The Government announced plans earlier this year to consolidate most Federal Government agencies into larger, more modern third party data centre facilities for the next 15 years in an attempt to avoid around $1 billion in future costs.
"The main source of these future costs are electricity and data centre leasing,” Wiltshire said.
“Other opportunities for costs avoidance include use of common services, such as backup and disaster recovery.
"Of particular importance is the issue of electricity, as electricity usage is the highest contributor in cost avoidance and is anticipated to be the single largest future cost for data centre operations."
The Data Centre Strategy required agencies to measure and report annually on the electricity used by their data centres and their ICT infrastructure, regardless of where ICT equipment is located, whether insourced or outsourced.
However standards for benchmarking data centre carbon footprints were yet to emerge.
"The Department of Climate Change and Energy Efficiency is working with the NSW Department of the Environment, Climate Change and Water to develop a National Australian Built Environment Rating System (NABERS) rating tool for date centres," the strategy stated.
AGIMO expected a "preliminary version" of this measurement tool will be available in 2011 and that as it could “replace or supplement Power Usage Effectiveness (PUE) as a more informative measure of data centre energy efficiency” as it became more robust.
AGIMO estimated PUE, across all the Australian Government's data centres, to be higher than 2.5.
Following advice, including from companies represented at the industry briefing yesterday, AGIMO proposed the PUE be cut to an average of 1.9 by 2015.

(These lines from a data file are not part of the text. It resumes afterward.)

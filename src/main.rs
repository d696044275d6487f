//! sesh CLI: hieroglyph dictionary suggestion engine.

use std::path::PathBuf;

use clap::{Parser, Subcommand, ValueEnum};
use miette::Result;

use sesh_medu::engine::{Engine, SuggestOptions};
use sesh_medu::index::{DictionaryIndex, EntryId, IndexConfig, MatchMode, TRANSLITERATION};
use sesh_medu::load;
use sesh_medu::sign::{QuerySequence, SignSequence};

#[derive(Parser)]
#[command(name = "sesh", version, about = "Hieroglyph dictionary suggestion engine")]
struct Cli {
    /// Path to the JSON lexicon file.
    #[arg(long, global = true, default_value = "lexicon.json")]
    dictionary: PathBuf,

    #[command(subcommand)]
    command: Commands,
}

#[derive(Subcommand)]
enum Commands {
    /// Suggest dictionary words for a sign sequence, tolerating misreads.
    ///
    /// Positions accept ambiguity markers: "G1|G4" for alternative readings,
    /// a trailing "?" for an uncertain sign.
    Suggest {
        /// Query sign codes, one per transcribed glyph.
        signs: Vec<String>,

        /// Maximum edit distance a candidate may accumulate.
        #[arg(long, default_value = "2")]
        max_edit_cost: u32,

        /// Maximum number of suggestions.
        #[arg(long, default_value = "10")]
        max_results: usize,

        /// Disable the sign-group merge/split rule.
        #[arg(long)]
        no_group: bool,
    },

    /// List every dictionary word occurring contiguously in a sequence.
    Segment {
        /// Sign codes of the transcription.
        signs: Vec<String>,
    },

    /// Show one entry by its identifier.
    Lookup {
        /// Numeric entry id (TLA lemma id).
        id: u64,
    },

    /// Search headwords by sign sequence.
    Words {
        /// Sign codes of the needle.
        signs: Vec<String>,

        /// How the needle must relate to the headword.
        #[arg(long, value_enum, default_value = "exact")]
        mode: WordMode,
    },

    /// Search translations (or transliterations) by text.
    Translations {
        /// Search term, matched case-insensitively as a substring.
        term: String,

        /// Language code, or "transliteration".
        #[arg(long, default_value = TRANSLITERATION)]
        lang: String,
    },

    /// Show dictionary statistics.
    Info,
}

#[derive(Debug, Clone, Copy, ValueEnum)]
enum WordMode {
    Exact,
    StartsWith,
    Contains,
}

impl From<WordMode> for MatchMode {
    fn from(mode: WordMode) -> Self {
        match mode {
            WordMode::Exact => MatchMode::Exact,
            WordMode::StartsWith => MatchMode::StartsWith,
            WordMode::Contains => MatchMode::Contains,
        }
    }
}

fn main() -> Result<()> {
    miette::set_hook(Box::new(|_| {
        Box::new(
            miette::MietteHandlerOpts::new()
                .terminal_links(true)
                .unicode(true)
                .context_lines(3)
                .build(),
        )
    }))
    .ok(); // Ignore error if hook already set (e.g., in tests)

    tracing_subscriber::fmt()
        .with_env_filter(
            tracing_subscriber::EnvFilter::try_from_default_env()
                .unwrap_or_else(|_| tracing_subscriber::EnvFilter::new("info")),
        )
        .init();

    let cli = Cli::parse();

    let entries = load::load_entries(&cli.dictionary)?;
    let index = DictionaryIndex::build(entries, &IndexConfig::default())?;
    let engine = Engine::new(index);

    match cli.command {
        Commands::Suggest {
            signs,
            max_edit_cost,
            max_results,
            no_group,
        } => {
            let query = QuerySequence::parse_tokens(&signs)?;
            let options = SuggestOptions {
                max_edit_cost,
                max_results,
                allow_sign_group_merge: !no_group,
            };
            let suggestions = engine.suggest(&query, &options)?;
            if suggestions.is_empty() {
                println!("No suggestions.");
            }
            for (i, s) in suggestions.iter().enumerate() {
                println!(
                    "  {}. {} \"{}\" {} (score {:.3}{})",
                    i + 1,
                    s.entry.signs,
                    s.entry.transliteration,
                    s.span,
                    s.score,
                    if s.is_exact() { ", exact" } else { "" },
                );
                for (lang, text) in &s.entry.translations {
                    println!("       {lang}: {text}");
                }
            }
        }

        Commands::Segment { signs } => {
            let sequence = parse_sequence(&signs)?;
            let found = engine.segment(&sequence);
            if found.is_empty() {
                println!("No dictionary words in sequence.");
            }
            for (span, entry) in found {
                println!("  {} {} \"{}\"", span, entry.signs, entry.transliteration);
            }
        }

        Commands::Lookup { id } => {
            let id = EntryId::new(id)
                .ok_or_else(|| miette::miette!("entry ids are positive integers"))?;
            match engine.lookup(id) {
                Some(entry) => {
                    println!("{} \"{}\"", entry.signs, entry.transliteration);
                    for (lang, text) in &entry.translations {
                        println!("  {lang}: {text}");
                    }
                }
                None => println!("No entry with id {id}."),
            }
        }

        Commands::Words { signs, mode } => {
            let sequence = parse_sequence(&signs)?;
            let hits = engine.search_words(&sequence, mode.into());
            println!("{} headword(s):", hits.len());
            for entry in hits {
                println!("  {} {} \"{}\"", entry.id, entry.signs, entry.transliteration);
            }
        }

        Commands::Translations { term, lang } => {
            let hits = engine.search_translations(&term, &lang)?;
            println!("{} entr(ies):", hits.len());
            for entry in hits {
                let text = if lang == TRANSLITERATION {
                    entry.transliteration.clone()
                } else {
                    entry.translations.get(&lang).cloned().unwrap_or_default()
                };
                println!("  {} {} \"{}\"", entry.id, entry.signs, text);
            }
        }

        Commands::Info => {
            println!("{}", engine.info());
        }
    }

    Ok(())
}

fn parse_sequence(signs: &[String]) -> Result<SignSequence> {
    Ok(SignSequence::parse(&signs.join(" "))?)
}
impl Plugin for HighlightingRenderPlugin {
    fn build(&self, app: &mut App) {
        app.add_plugins(ExtractComponentPlugin::<HighlightingSettings>::default());

        let Some(render_app) = app.get_sub_app_mut(RenderApp) else {
            return;
        };

        render_app
            .init_resource::<ExtractedHighlighters>()
            .init_resource::<HighlightDrivers>()
            .add_systems(ExtractSchedule, extract_highlighting)
            .add_render_graph_node::<ViewNodeRunner<HighlightingNode>>(Core3d, HighlightingNodeLabel)
            .add_render_graph_edges(
                Core3d,
                (
                    Node3d::Tonemapping,
                    HighlightingNodeLabel,
                    Node3d::EndMainPassPostProcessing,
                ),
            );
    }

    fn finish(&self, app: &mut App) {
        let Some(render_app) = app.get_sub_app_mut(RenderApp) else {
            return;
        };

        render_app.init_resource::<HighlightingPipelines>();
    }
}
//! Example showing bevy_highlighting tuned from an egui window.
//!
//! Run with: cargo run --example with_egui

use bevy::prelude::*;
use bevy_egui::{egui, EguiContexts, EguiPlugin, EguiPrimaryContextPass};
use bevy_highlighting::prelude::*;

fn main() {
    App::new()
        .add_plugins((DefaultPlugins, EguiPlugin::default(), HighlightingPlugin))
        .init_resource::<GlowConfig>()
        .add_systems(Startup, setup)
        .add_systems(EguiPrimaryContextPass, ui_system)
        .add_systems(Update, (update_highlighting, rotate_cube))
        .run();
}

#[derive(Resource)]
struct GlowConfig {
    color: [f32; 4],
    highlighted: bool,
    transparent: bool,
    settings: HighlightingSettings,
    downsample: u32,
}

impl Default for GlowConfig {
    fn default() -> Self {
        Self {
            color: [1.0, 0.5, 0.0, 1.0],
            highlighted: true,
            transparent: false,
            settings: HighlightingSettings::default(),
            downsample: Downsample::default().factor(),
        }
    }
}

#[derive(Component)]
struct GlowingCube;

fn setup(
    mut commands: Commands,
    mut meshes: ResMut<Assets<Mesh>>,
    mut materials: ResMut<Assets<StandardMaterial>>,
) {
    commands.spawn((
        Mesh3d(meshes.add(Cuboid::new(2.0, 2.0, 2.0))),
        MeshMaterial3d(materials.add(Color::srgb(0.8, 0.2, 0.2))),
        Transform::from_xyz(0.0, 1.0, 0.0),
        Highlighter::new(LinearRgba::rgb(1.0, 0.5, 0.0)),
        GlowingCube,
    ));

    // Ground plane
    commands.spawn((
        Mesh3d(meshes.add(Plane3d::default().mesh().size(10.0, 10.0))),
        MeshMaterial3d(materials.add(Color::srgb(0.3, 0.3, 0.3))),
    ));

    // Light
    commands.spawn((
        DirectionalLight {
            illuminance: 10000.0,
            shadows_enabled: true,
            ..default()
        },
        Transform::from_xyz(4.0, 8.0, 4.0).looking_at(Vec3::ZERO, Vec3::Y),
    ));

    commands.spawn((
        Camera3d::default(),
        Transform::from_xyz(0.0, 5.0, 8.0).looking_at(Vec3::ZERO, Vec3::Y),
        HighlightingSettings::default(),
    ));
}

fn ui_system(mut contexts: EguiContexts, mut config: ResMut<GlowConfig>) -> Result {
    egui::Window::new("Highlighting").show(contexts.ctx_mut()?, |ui| {
        let config = &mut *config;
        ui.checkbox(&mut config.settings.enabled, "Enable highlighting");
        ui.checkbox(&mut config.highlighted, "Highlight cube");
        ui.checkbox(&mut config.transparent, "Transparent silhouette");
        ui.color_edit_button_rgba_unmultiplied(&mut config.color);

        ui.separator();
        ui.horizontal(|ui| {
            ui.label("Downsample");
            for factor in [1, 2, 4] {
                ui.radio_value(&mut config.downsample, factor, format!("{factor}x"));
            }
        });
        ui.add(egui::Slider::new(&mut config.settings.iterations, 0..=8).text("Iterations"));
        ui.add(
            egui::Slider::new(&mut config.settings.blur_min_spread, 0.0..=3.0).text("Min spread"),
        );
        ui.add(egui::Slider::new(&mut config.settings.blur_spread, 0.0..=3.0).text("Spread"));
        ui.add(
            egui::Slider::new(&mut config.settings.blur_intensity, 0.0..=1.0).text("Intensity"),
        );
    });
    Ok(())
}

fn update_highlighting(
    mut config: ResMut<GlowConfig>,
    mut cubes: Query<&mut Highlighter, With<GlowingCube>>,
    mut cameras: Query<&mut HighlightingSettings>,
) {
    if !config.is_changed() {
        return;
    }

    let factor = config.downsample;
    if let Err(err) = config.settings.set_downsample_factor(factor) {
        warn!("{err}");
    }

    let [r, g, b, a] = config.color;
    let color = LinearRgba::new(r, g, b, a);
    for mut highlighter in cubes.iter_mut() {
        if config.highlighted {
            highlighter.constant_on(color);
        } else {
            highlighter.off();
        }
        highlighter.transparent = config.transparent;
    }

    for mut settings in cameras.iter_mut() {
        *settings = config.settings;
    }
}

fn rotate_cube(time: Res<Time>, mut query: Query<&mut Transform, With<GlowingCube>>) {
    for mut transform in query.iter_mut() {
        transform.rotate_y(time.delta_secs() * 0.5);
    }
}
//! The highlighting driver.
//!
//! Each frame the driver:
//! 1. Draws every registered highlightable that agrees to be drawn into an isolated
//!    highlight buffer, marking its silhouette in a stencil
//! 2. Downsamples that buffer and blurs it with a few ping-pong passes
//! 3. Upscales the blur back into the highlight buffer, cutting the silhouettes out so only
//!    the glow around them remains
//! 4. Composites the highlight buffer over the application's frame

use std::sync::Arc;

use bevy::log::{debug, warn};

use crate::{
    backend::{
        ClearPass, HighlightCamera, HostFrame, RenderBackend, RenderParams, RenderingPath,
        TargetDescriptor, HIGHLIGHT_DEPTH_BITS, MIN_REUSABLE_DEPTH_BITS,
    },
    capability::{check_supported, PlatformCapabilities},
    components::HighlightingSettings,
    error::HighlightingError,
    materials::{HighlightPass, PassMaterials},
    registry::{ActiveDriver, DriverId, HighlightRegistry, Highlightable},
};

/// Drives highlight rendering for one camera.
///
/// `T` is the render target handle of the backend the driver renders through.
pub struct HighlightPipeline<T> {
    id: DriverId,
    settings: HighlightingSettings,
    materials: Arc<PassMaterials>,
    active: ActiveDriver,
    started: bool,
    supported: bool,
    owner_active: bool,
    depth_available: bool,
    highlight_buffer: Option<T>,
}

impl<T> HighlightPipeline<T> {
    pub fn new(
        settings: HighlightingSettings,
        materials: Arc<PassMaterials>,
        active: ActiveDriver,
    ) -> Self {
        Self {
            id: active.allocate(),
            settings,
            materials,
            active,
            started: false,
            supported: false,
            owner_active: true,
            depth_available: true,
            highlight_buffer: None,
        }
    }

    pub fn id(&self) -> DriverId {
        self.id
    }

    pub fn settings(&self) -> &HighlightingSettings {
        &self.settings
    }

    /// Probe the platform and get ready to render.
    ///
    /// An unsupported platform disables this driver for good; later frames pass the
    /// source image through untouched.
    pub fn start(&mut self, caps: &PlatformCapabilities) -> Result<(), HighlightingError> {
        self.started = true;
        if let Err(err) = check_supported(caps, &self.materials) {
            self.supported = false;
            warn!("Highlighting has been disabled: {err}");
            return Err(err);
        }

        self.supported = true;
        self.materials.set_blur_intensity(self.settings.blur_intensity);
        Ok(())
    }

    /// Stop rendering, handing back the highlight buffer if one is still held.
    pub fn stop(&mut self) -> Option<T> {
        self.active.release(self.id);
        self.started = false;
        self.supported = false;
        self.highlight_buffer.take()
    }

    pub fn is_started(&self) -> bool {
        self.started
    }

    pub fn is_supported(&self) -> bool {
        self.supported
    }

    /// Whether the main frame buffer's depth-stencil was reused on the last frame.
    pub fn is_depth_available(&self) -> bool {
        self.depth_available
    }

    pub fn has_highlight_buffer(&self) -> bool {
        self.highlight_buffer.is_some()
    }

    pub fn set_enabled(&mut self, enabled: bool) {
        if self.settings.enabled != enabled {
            debug!(
                "Highlighting: driver {} {}",
                self.id.get(),
                if enabled { "enabled" } else { "disabled" }
            );
            self.settings.enabled = enabled;
        }
    }

    /// Tell the driver whether whatever owns it (usually a camera) is active.
    pub fn set_owner_active(&mut self, active: bool) {
        self.owner_active = active;
    }

    /// Change the blur intensity, updating the shared blur material right away.
    pub fn set_blur_intensity(&mut self, intensity: f32) {
        if self.settings.blur_intensity != intensity {
            self.settings.blur_intensity = intensity;
            if self.supported {
                self.materials.set_blur_intensity(intensity);
            }
        }
    }

    /// Replace all tunables at once.
    pub fn apply_settings(&mut self, settings: &HighlightingSettings) {
        self.settings = HighlightingSettings {
            enabled: self.settings.enabled,
            blur_intensity: self.settings.blur_intensity,
            ..*settings
        };
        self.set_enabled(settings.enabled);
        self.set_blur_intensity(settings.blur_intensity);
    }

    fn is_running(&self) -> bool {
        self.started && self.supported && self.settings.enabled && self.owner_active
    }

    fn frame_params(&self) -> RenderParams {
        RenderParams {
            offset_factor: self.settings.offset_factor,
            offset_units: self.settings.offset_units,
            zwrite: !self.depth_available,
            blur_intensity: self.materials.blur_intensity(),
            blur_offset_scale: 0.0,
        }
    }

    /// Work out the effective MSAA level and whether the frame's depth can be reused,
    /// recording any change in depth availability.
    fn update_depth_availability(&mut self, frame: &HostFrame<'_, T>) -> u32 {
        let mut antialiasing = frame.antialiasing.max(1);
        let mut depth_available = frame
            .frame_buffer
            .is_some_and(|fb| fb.depth_bits >= MIN_REUSABLE_DEPTH_BITS);

        if frame.rendering_path == RenderingPath::Deferred {
            antialiasing = 1;
        } else if antialiasing > 1 {
            // Multisampled depth can't be shared with the highlight buffer
            depth_available = false;
        }

        if depth_available != self.depth_available {
            self.depth_available = depth_available;
            if depth_available {
                warn!("Highlighting: frame buffer depth is available again and will occlude highlighting. Highlighting occluders disabled.");
            } else {
                warn!("Highlighting: frame buffer depth is not available and can't occlude highlighting. Highlighting occluders enabled.");
            }
        }

        antialiasing
    }

    /// Render this frame's glow into the highlight buffer.
    ///
    /// Returns whether a highlight buffer is ready for [`Self::blit_highlighting`].
    pub fn render_highlighting<B, H>(
        &mut self,
        backend: &mut B,
        registry: &mut HighlightRegistry<H>,
        frame: &HostFrame<'_, T>,
    ) -> bool
    where
        B: RenderBackend<Target = T>,
        H: Highlightable,
    {
        // A previous frame may have rendered without compositing
        if let Some(stale) = self.highlight_buffer.take() {
            debug!("Highlighting: releasing highlight buffer left over from the previous frame");
            backend.release_target(stale);
        }

        if !self.is_running() {
            return false;
        }

        let antialiasing = self.update_depth_availability(frame);
        let params = self.frame_params();

        if let Some(other) = self.active.claim(self.id) {
            if other != self.id {
                warn!(
                    "Highlighting: driver {} started rendering while driver {} was still active",
                    self.id.get(),
                    other.get()
                );
            }
        }

        let mut drawn = 0;
        for highlightable in registry.iter_mut() {
            if highlightable.enter_highlight_state(&self.active) {
                drawn += 1;
            }
        }

        if drawn == 0 {
            self.active.release(self.id);
            return false;
        }

        // Reuse the frame's depth-stencil when possible, otherwise bring our own.
        let frame_buffer = frame.frame_buffer.filter(|_| self.depth_available);
        let desc = match frame_buffer {
            Some(fb) => TargetDescriptor {
                width: fb.width,
                height: fb.height,
                depth_bits: 0,
                samples: antialiasing,
            },
            None => TargetDescriptor {
                width: frame.screen_width,
                height: frame.screen_height,
                depth_bits: HIGHLIGHT_DEPTH_BITS,
                samples: antialiasing,
            },
        };
        let buffer = backend.acquire_target(&desc);

        let depth_stencil = match frame_buffer {
            Some(fb) => {
                backend.clear(&buffer, ClearPass::Color, &params);
                if !frame.clear_stencil_after_lighting {
                    backend.clear(fb.target, ClearPass::Stencil, &params);
                }
                fb.target
            }
            None => {
                backend.clear(&buffer, ClearPass::All, &params);
                &buffer
            }
        };

        let camera = HighlightCamera::cloned_from(frame.camera);
        backend.render_highlight_layer(&camera, &buffer, depth_stencil, &params);

        for highlightable in registry.iter_mut() {
            highlightable.exit_highlight_state();
        }
        self.active.release(self.id);

        let factor = self.settings.downsample.factor();
        let working = TargetDescriptor::color(desc.width / factor, desc.height / factor);
        let first = backend.acquire_target(&working);
        let second = backend.acquire_target(&working);

        backend.blit(&buffer, &first, HighlightPass::Blit, &params);

        let (mut src, mut dst) = (&first, &second);
        for iteration in 0..self.settings.iterations {
            let blur = RenderParams {
                blur_offset_scale: self.settings.blur_offset(iteration),
                ..params
            };
            backend.blit(src, dst, HighlightPass::Blur, &blur);
            backend.discard_contents(src);
            std::mem::swap(&mut src, &mut dst);
        }

        backend.cut(src, &buffer, depth_stencil, &params);

        backend.release_target(first);
        backend.release_target(second);

        debug!(
            "Highlighting: rendered {drawn} highlighter(s) into a {}x{} buffer",
            desc.width, desc.height
        );
        self.highlight_buffer = Some(buffer);
        true
    }

    /// Write `src` with this frame's glow on top into `dst`.
    ///
    /// Without a rendered highlight buffer this is a plain copy.
    pub fn blit_highlighting<B: RenderBackend<Target = T>>(
        &mut self,
        backend: &mut B,
        src: &T,
        dst: &T,
    ) {
        let params = self.frame_params();
        match self.highlight_buffer.take() {
            Some(buffer) => {
                backend.composite(src, &buffer, dst, &params);
                backend.release_target(buffer);
            }
            None => backend.blit(src, dst, HighlightPass::Blit, &params),
        }
    }
}
#[cfg(test)]
mod tests {
    use super::*;

    fn registry_app() -> App {
        let mut app = App::new();
        app.init_resource::<HighlightRegistry<Entity>>()
            .add_systems(Update, track_highlighters);
        app
    }

    fn registered(app: &App) -> Vec<Entity> {
        app.world()
            .resource::<HighlightRegistry<Entity>>()
            .iter()
            .copied()
            .collect()
    }

    #[test]
    fn highlighters_register_in_spawn_order() {
        let mut app = registry_app();
        let a = app.world_mut().spawn(Highlighter::default()).id();
        let b = app.world_mut().spawn(Highlighter::new(LinearRgba::RED)).id();
        app.update();
        assert_eq!(registered(&app), vec![a, b]);

        let c = app.world_mut().spawn(Highlighter::default()).id();
        app.update();
        assert_eq!(registered(&app), vec![a, b, c]);
    }

    #[test]
    fn removal_and_despawn_unregister() {
        let mut app = registry_app();
        let a = app.world_mut().spawn(Highlighter::default()).id();
        let b = app.world_mut().spawn(Highlighter::default()).id();
        let c = app.world_mut().spawn(Highlighter::default()).id();
        app.update();

        app.world_mut().entity_mut(b).remove::<Highlighter>();
        app.world_mut().despawn(c);
        app.update();
        assert_eq!(registered(&app), vec![a]);

        // Re-adding registers again, at the end
        app.world_mut().entity_mut(b).insert(Highlighter::default());
        app.update();
        assert_eq!(registered(&app), vec![a, b]);
    }

    #[test]
    fn switching_off_keeps_registration() {
        let mut app = registry_app();
        let a = app.world_mut().spawn(Highlighter::new(LinearRgba::GREEN)).id();
        app.update();

        app.world_mut()
            .entity_mut(a)
            .get_mut::<Highlighter>()
            .unwrap()
            .off();
        app.update();
        assert_eq!(registered(&app), vec![a]);
    }

    fn silhouette_app() -> App {
        let mut app = App::new();
        app.init_resource::<HighlightRegistry<Entity>>()
            .init_resource::<HighlightSilhouettes>()
            .init_resource::<Assets<HighlightSilhouetteMaterial>>()
            .add_systems(Update, (track_highlighters, sync_highlight_silhouettes).chain());
        app
    }

    fn spawn_source(app: &mut App, highlighter: Highlighter, visible: bool) -> Entity {
        app.world_mut()
            .spawn((
                highlighter,
                Mesh3d(Handle::default()),
                GlobalTransform::from_xyz(1.0, 2.0, 3.0),
                if visible {
                    InheritedVisibility::VISIBLE
                } else {
                    InheritedVisibility::HIDDEN
                },
            ))
            .id()
    }

    fn copy_of(app: &App, source: Entity) -> Entity {
        app.world().resource::<HighlightSilhouettes>().0[&source]
    }

    fn copy_visibility(app: &App, source: Entity) -> Visibility {
        *app.world().get::<Visibility>(copy_of(app, source)).unwrap()
    }

    #[test]
    fn silhouette_copy_shows_only_while_on_and_visible() {
        let mut app = silhouette_app();
        let on = spawn_source(&mut app, Highlighter::new(LinearRgba::RED), true);
        let off = spawn_source(&mut app, Highlighter::default(), true);
        let hidden = spawn_source(&mut app, Highlighter::new(LinearRgba::RED), false);
        app.update();

        assert_eq!(copy_visibility(&app, on), Visibility::Visible);
        assert_eq!(copy_visibility(&app, off), Visibility::Hidden);
        assert_eq!(copy_visibility(&app, hidden), Visibility::Hidden);

        app.world_mut()
            .get_mut::<Highlighter>(on)
            .unwrap()
            .off();
        app.world_mut()
            .get_mut::<Highlighter>(off)
            .unwrap()
            .constant_on(LinearRgba::GREEN);
        app.update();

        assert_eq!(copy_visibility(&app, on), Visibility::Hidden);
        assert_eq!(copy_visibility(&app, off), Visibility::Visible);
    }

    #[test]
    fn silhouette_copy_follows_source_and_goes_with_it() {
        let mut app = silhouette_app();
        let source = spawn_source(&mut app, Highlighter::new(LinearRgba::RED), true);
        app.update();

        let copy = copy_of(&app, source);
        let world = app.world();
        assert_eq!(
            world.get::<GlobalTransform>(copy),
            world.get::<GlobalTransform>(source)
        );
        assert_eq!(
            world.get::<HighlightSilhouette>(copy).map(|s| s.source),
            Some(source)
        );

        app.world_mut().despawn(source);
        app.update();
        app.update();
        assert!(app.world().get_entity(copy).is_err());
        assert!(app.world().resource::<HighlightSilhouettes>().0.is_empty());
    }

    #[test]
    fn silhouette_material_takes_active_camera_offsets() {
        let mut app = silhouette_app();
        let placeholder = app.world_mut().spawn_empty().id();
        let link = HighlightingCameraLink {
            highlight_camera: placeholder,
            highlight_texture: Handle::default(),
        };
        app.world_mut().spawn((
            Camera {
                is_active: false,
                ..default()
            },
            HighlightingSettings {
                offset_units: -9.0,
                ..default()
            },
            link.clone(),
        ));
        app.world_mut().spawn((
            Camera::default(),
            HighlightingSettings {
                offset_factor: -1.0,
                offset_units: -2.0,
                ..default()
            },
            link,
        ));
        let source = spawn_source(&mut app, Highlighter::new(LinearRgba::RED), true);
        app.update();

        let copy = copy_of(&app, source);
        let handle = app
            .world()
            .get::<MeshMaterial3d<HighlightSilhouetteMaterial>>(copy)
            .unwrap()
            .0
            .clone();
        let materials = app.world().resource::<Assets<HighlightSilhouetteMaterial>>();
        let material = materials.get(&handle).unwrap();
        assert_eq!(material.offset_factor, -1.0);
        assert_eq!(material.offset_units, -2.0);
    }

    struct CameraPair {
        main: Entity,
        highlight: Entity,
    }

    fn camera_app(settings: HighlightingSettings, main_active: bool) -> (App, CameraPair) {
        let mut app = App::new();
        app.init_resource::<HighlightRegistry<Entity>>()
            .add_systems(Update, (track_highlighters, sync_highlighting_cameras).chain());

        let highlight = app
            .world_mut()
            .spawn((
                Camera {
                    is_active: false,
                    ..default()
                },
                Transform::default(),
                Projection::default(),
                HighlightingCamera,
            ))
            .id();
        let main = app
            .world_mut()
            .spawn((
                Camera {
                    is_active: main_active,
                    ..default()
                },
                GlobalTransform::from_xyz(0.0, 5.0, 10.0),
                Projection::default(),
                settings,
                HighlightingCameraLink {
                    highlight_camera: highlight,
                    highlight_texture: Handle::default(),
                },
            ))
            .id();
        (app, CameraPair { main, highlight })
    }

    fn highlight_active(app: &App, cameras: &CameraPair) -> bool {
        app.world().get::<Camera>(cameras.highlight).unwrap().is_active
    }

    #[test]
    fn highlight_camera_runs_only_when_something_is_on() {
        let (mut app, cameras) = camera_app(HighlightingSettings::default(), true);
        let cube = app.world_mut().spawn(Highlighter::default()).id();
        app.update();
        assert!(!highlight_active(&app, &cameras));

        app.world_mut()
            .get_mut::<Highlighter>(cube)
            .unwrap()
            .constant_on(LinearRgba::BLUE);
        app.update();
        assert!(highlight_active(&app, &cameras));

        let world = app.world();
        assert_eq!(
            world.get::<GlobalTransform>(cameras.highlight),
            world.get::<GlobalTransform>(cameras.main)
        );
    }

    #[test]
    fn highlight_camera_stays_off_for_disabled_settings() {
        let settings = HighlightingSettings {
            enabled: false,
            ..default()
        };
        let (mut app, cameras) = camera_app(settings, true);
        app.world_mut().spawn(Highlighter::new(LinearRgba::RED));
        app.update();
        assert!(!highlight_active(&app, &cameras));
    }

    #[test]
    fn highlight_camera_stays_off_for_inactive_main_camera() {
        let (mut app, cameras) = camera_app(HighlightingSettings::default(), false);
        app.world_mut().spawn(Highlighter::new(LinearRgba::RED));
        app.update();
        assert!(!highlight_active(&app, &cameras));
    }
}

"We know some data centres are claiming ratios of between 1.15 and 1.3 in this PUE area. So clearly there's a lot of possibilities here as we start to address demand for electricity, the best way to do things, how to achieve those results," AGIMO executive John Sheridan said.
While AGIMO would take a lead role in defining policy and targets for agencies, it would be up to agencies to decide how to meet these targets.
Wiltshire said the Department of Finance was analysing whole of government electricity supply issues.